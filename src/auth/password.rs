//! Password hashing. The salt is generated per call and embedded in the
//! PHC output string, so nothing beyond the hash itself is stored.

use argon2::{
    password_hash::{PasswordHash, PasswordHasher, PasswordVerifier, SaltString},
    Argon2,
};
use rand::rngs::OsRng;
use tracing::error;

pub fn hash_password(plain: &str) -> anyhow::Result<String> {
    let salt = SaltString::generate(&mut OsRng);
    let hash = Argon2::default()
        .hash_password(plain.as_bytes(), &salt)
        .map_err(|e| {
            error!(error = %e, "argon2 hash_password error");
            anyhow::anyhow!(e.to_string())
        })?;
    Ok(hash.to_string())
}

/// Recomputes with the embedded salt and parameters; comparison inside the
/// argon2 crate is constant-time. Errors only on a malformed stored hash.
pub fn verify_password(plain: &str, hash: &str) -> anyhow::Result<bool> {
    let parsed = PasswordHash::new(hash).map_err(|e| {
        error!(error = %e, "argon2 parse hash error");
        anyhow::anyhow!(e.to_string())
    })?;
    Ok(Argon2::default()
        .verify_password(plain.as_bytes(), &parsed)
        .is_ok())
}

EXERCISE PROMPT: Repeat the entries above exactly, beginning at their first line and ending with the line that contains "use rand::rngs::OsRng;", with nothing added.

OUTPUT OF THE TASK:
filename src/auth/password.rs
//! Password hashing. The salt is generated per call and embedded in the
//! PHC output string, so nothing beyond the hash itself is stored.

use argon2::{
    password_hash::{PasswordHash, PasswordHasher, PasswordVerifier, SaltString},
    Argon2,
};
use rand::rngs::OsRng;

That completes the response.